//! # Text Messages
//!
//! The status protocol (`"<name>:<status>"`, sent to the command port) and
//! the discovery protocol (sent to and received on the discovery port).
//!
//! ## Discovery messages
//!
//! | Message | Direction | Meaning |
//! |---------|-----------|---------|
//! | `DISCOVER:<id>:<ip>` | robot → bridge | Firmware liveness ping |
//! | `SOCCERBOTS_ROBOT:{json}` or `{json}` | robot → bridge | Legacy registration |
//! | `SOCCERBOTS_DISCOVERY` | bridge → broadcast | Active probe |
//! | `DISCOVERY_ACK` | bridge → robot | Registration accepted |
//! | `ESTOP` / `ESTOP_OFF` | bridge → broadcast | Emergency stop override |
//! | `<name>:<status>` | robot → bridge | Status report |

use serde::{Deserialize, Serialize};
use std::fmt;
use std::net::IpAddr;

use crate::error::{BridgeError, Result};

pub const DISCOVERY_PROBE: &str = "SOCCERBOTS_DISCOVERY";
pub const DISCOVERY_ACK: &str = "DISCOVERY_ACK";
pub const ESTOP: &str = "ESTOP";
pub const ESTOP_OFF: &str = "ESTOP_OFF";
pub const PING_PREFIX: &str = "DISCOVER:";
pub const REGISTRATION_PREFIX: &str = "SOCCERBOTS_ROBOT:";

/// Match state strings understood by the firmware.
#[derive(Debug, Clone, Copy, PartialEq, Eq)]
pub enum MatchState {
    Teleop,
    Standby,
}

impl MatchState {
    pub fn as_str(&self) -> &'static str {
        match self {
            MatchState::Teleop => "teleop",
            MatchState::Standby => "standby",
        }
    }
}

impl fmt::Display for MatchState {
    fn fmt(&self, f: &mut fmt::Formatter<'_>) -> fmt::Result {
        f.write_str(self.as_str())
    }
}

/// `"<robotName>:<status>"`
#[derive(Debug, Clone, PartialEq, Eq)]
pub struct StatusMessage {
    pub robot_name: String,
    pub status: String,
}

impl StatusMessage {
    pub fn new(robot_name: &str, status: impl Into<String>) -> Self {
        Self {
            robot_name: robot_name.to_string(),
            status: status.into(),
        }
    }

    pub fn encode(&self) -> String {
        format!("{}:{}", self.robot_name, self.status)
    }

    /// Splits on the first `:`. Both halves must be non-empty.
    pub fn parse(text: &str) -> Result<Self> {
        match text.split_once(':') {
            Some((name, status)) if !name.is_empty() && !status.is_empty() => {
                Ok(Self::new(name, status))
            }
            _ => Err(BridgeError::Protocol(format!("Not a status message: {:?}", text))),
        }
    }
}

/// Robot self-description sent with a legacy registration.
#[derive(Debug, Clone, PartialEq, Eq, Serialize, Deserialize)]
pub struct RobotDescriptor {
    pub id: String,
    pub name: String,
    #[serde(default)]
    pub status: String,
}

/// Any message that can arrive on the discovery port.
#[derive(Debug, Clone, PartialEq, Eq)]
pub enum DiscoveryMessage {
    Ping { robot_id: String, address: IpAddr },
    Registration(RobotDescriptor),
    Status(StatusMessage),
    Probe,
    Ack,
    EmergencyStop,
    EmergencyStopRelease,
}

impl DiscoveryMessage {
    /// Classifies one datagram received on the discovery port.
    ///
    /// # Errors
    ///
    /// Returns `Protocol` (or `Json`) for anything that does not match a
    /// known shape.
    pub fn parse(raw: &[u8]) -> Result<Self> {
        let text = std::str::from_utf8(raw)
            .map_err(|_| BridgeError::Protocol("Discovery message is not UTF-8".to_string()))?
            .trim();

        match text {
            DISCOVERY_PROBE => return Ok(Self::Probe),
            DISCOVERY_ACK => return Ok(Self::Ack),
            ESTOP => return Ok(Self::EmergencyStop),
            ESTOP_OFF => return Ok(Self::EmergencyStopRelease),
            _ => {}
        }

        if let Some(rest) = text.strip_prefix(PING_PREFIX) {
            let (robot_id, ip) = rest
                .split_once(':')
                .ok_or_else(|| BridgeError::Protocol(format!("Malformed ping: {:?}", text)))?;
            if robot_id.is_empty() {
                return Err(BridgeError::Protocol("Ping without robot id".to_string()));
            }
            let address = ip
                .parse::<IpAddr>()
                .map_err(|_| BridgeError::Protocol(format!("Ping with bad address: {:?}", ip)))?;
            return Ok(Self::Ping {
                robot_id: robot_id.to_string(),
                address,
            });
        }

        let json = text.strip_prefix(REGISTRATION_PREFIX).or_else(|| {
            if text.starts_with('{') {
                Some(text)
            } else {
                None
            }
        });
        if let Some(json) = json {
            let descriptor: RobotDescriptor = serde_json::from_str(json)?;
            if descriptor.id.is_empty() {
                return Err(BridgeError::Protocol("Registration without robot id".to_string()));
            }
            return Ok(Self::Registration(descriptor));
        }

        StatusMessage::parse(text).map(Self::Status)
    }

    /// Wire text for the messages the bridge itself sends.
    pub fn encode(&self) -> Result<String> {
        Ok(match self {
            Self::Ping { robot_id, address } => format!("{}{}:{}", PING_PREFIX, robot_id, address),
            Self::Registration(descriptor) => {
                format!("{}{}", REGISTRATION_PREFIX, serde_json::to_string(descriptor)?)
            }
            Self::Status(status) => status.encode(),
            Self::Probe => DISCOVERY_PROBE.to_string(),
            Self::Ack => DISCOVERY_ACK.to_string(),
            Self::EmergencyStop => ESTOP.to_string(),
            Self::EmergencyStopRelease => ESTOP_OFF.to_string(),
        })
    }
}

#[cfg(test)]
mod tests {
    use super::*;

    #[test]
    fn test_status_message_encode() {
        let msg = StatusMessage::new("R1", MatchState::Teleop.as_str());
        assert_eq!(msg.encode(), "R1:teleop");
        assert_eq!(MatchState::Standby.to_string(), "standby");
    }

    #[test]
    fn test_status_message_parse() {
        let msg = StatusMessage::parse("R1:standby").unwrap();
        assert_eq!(msg.robot_name, "R1");
        assert_eq!(msg.status, "standby");

        assert!(StatusMessage::parse("R1").is_err());
        assert!(StatusMessage::parse(":teleop").is_err());
        assert!(StatusMessage::parse("R1:").is_err());
    }

    #[test]
    fn test_parse_tokens() {
        assert_eq!(DiscoveryMessage::parse(b"ESTOP").unwrap(), DiscoveryMessage::EmergencyStop);
        assert_eq!(
            DiscoveryMessage::parse(b"ESTOP_OFF").unwrap(),
            DiscoveryMessage::EmergencyStopRelease
        );
        assert_eq!(
            DiscoveryMessage::parse(b"SOCCERBOTS_DISCOVERY\n").unwrap(),
            DiscoveryMessage::Probe
        );
        assert_eq!(DiscoveryMessage::parse(b"DISCOVERY_ACK").unwrap(), DiscoveryMessage::Ack);
    }

    #[test]
    fn test_parse_firmware_ping() {
        let msg = DiscoveryMessage::parse(b"DISCOVER:minibot1:192.168.4.23").unwrap();
        assert_eq!(
            msg,
            DiscoveryMessage::Ping {
                robot_id: "minibot1".to_string(),
                address: "192.168.4.23".parse().unwrap(),
            }
        );
    }

    #[test]
    fn test_parse_malformed_ping() {
        assert!(DiscoveryMessage::parse(b"DISCOVER:minibot1").is_err());
        assert!(DiscoveryMessage::parse(b"DISCOVER::10.0.0.1").is_err());
        assert!(DiscoveryMessage::parse(b"DISCOVER:minibot1:not-an-ip").is_err());
    }

    #[test]
    fn test_parse_registration_with_prefix() {
        let raw = br#"SOCCERBOTS_ROBOT:{"id":"bot-7","name":"Striker","status":"ready"}"#;
        match DiscoveryMessage::parse(raw).unwrap() {
            DiscoveryMessage::Registration(descriptor) => {
                assert_eq!(descriptor.id, "bot-7");
                assert_eq!(descriptor.name, "Striker");
                assert_eq!(descriptor.status, "ready");
            }
            other => panic!("Expected registration, got {:?}", other),
        }
    }

    #[test]
    fn test_parse_bare_json_registration() {
        let raw = br#"{"id":"bot-8","name":"Keeper"}"#;
        match DiscoveryMessage::parse(raw).unwrap() {
            DiscoveryMessage::Registration(descriptor) => {
                assert_eq!(descriptor.id, "bot-8");
                assert!(descriptor.status.is_empty());
            }
            other => panic!("Expected registration, got {:?}", other),
        }
    }

    #[test]
    fn test_parse_bad_json() {
        let result = DiscoveryMessage::parse(b"SOCCERBOTS_ROBOT:{not json");
        assert!(matches!(result, Err(BridgeError::Json(_))));
    }

    #[test]
    fn test_parse_status_report() {
        let msg = DiscoveryMessage::parse(b"R1:ready").unwrap();
        assert_eq!(msg, DiscoveryMessage::Status(StatusMessage::new("R1", "ready")));
    }

    #[test]
    fn test_parse_garbage() {
        assert!(DiscoveryMessage::parse(b"hello").is_err());
        assert!(DiscoveryMessage::parse(&[0xff, 0xfe, 0x00]).is_err());
    }

    #[test]
    fn test_encode_outbound_messages() {
        assert_eq!(DiscoveryMessage::EmergencyStop.encode().unwrap(), "ESTOP");
        assert_eq!(DiscoveryMessage::EmergencyStopRelease.encode().unwrap(), "ESTOP_OFF");
        assert_eq!(DiscoveryMessage::Probe.encode().unwrap(), "SOCCERBOTS_DISCOVERY");
        assert_eq!(DiscoveryMessage::Ack.encode().unwrap(), "DISCOVERY_ACK");

        let registration = DiscoveryMessage::Registration(RobotDescriptor {
            id: "bot-7".to_string(),
            name: "Striker".to_string(),
            status: "ready".to_string(),
        });
        let text = registration.encode().unwrap();
        assert_eq!(
            text,
            r#"SOCCERBOTS_ROBOT:{"id":"bot-7","name":"Striker","status":"ready"}"#
        );
        assert_eq!(DiscoveryMessage::parse(text.as_bytes()).unwrap(), registration);
    }
}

_ _ _ _

The expected output is one number: how many lines of the data above hold the string "sent".

3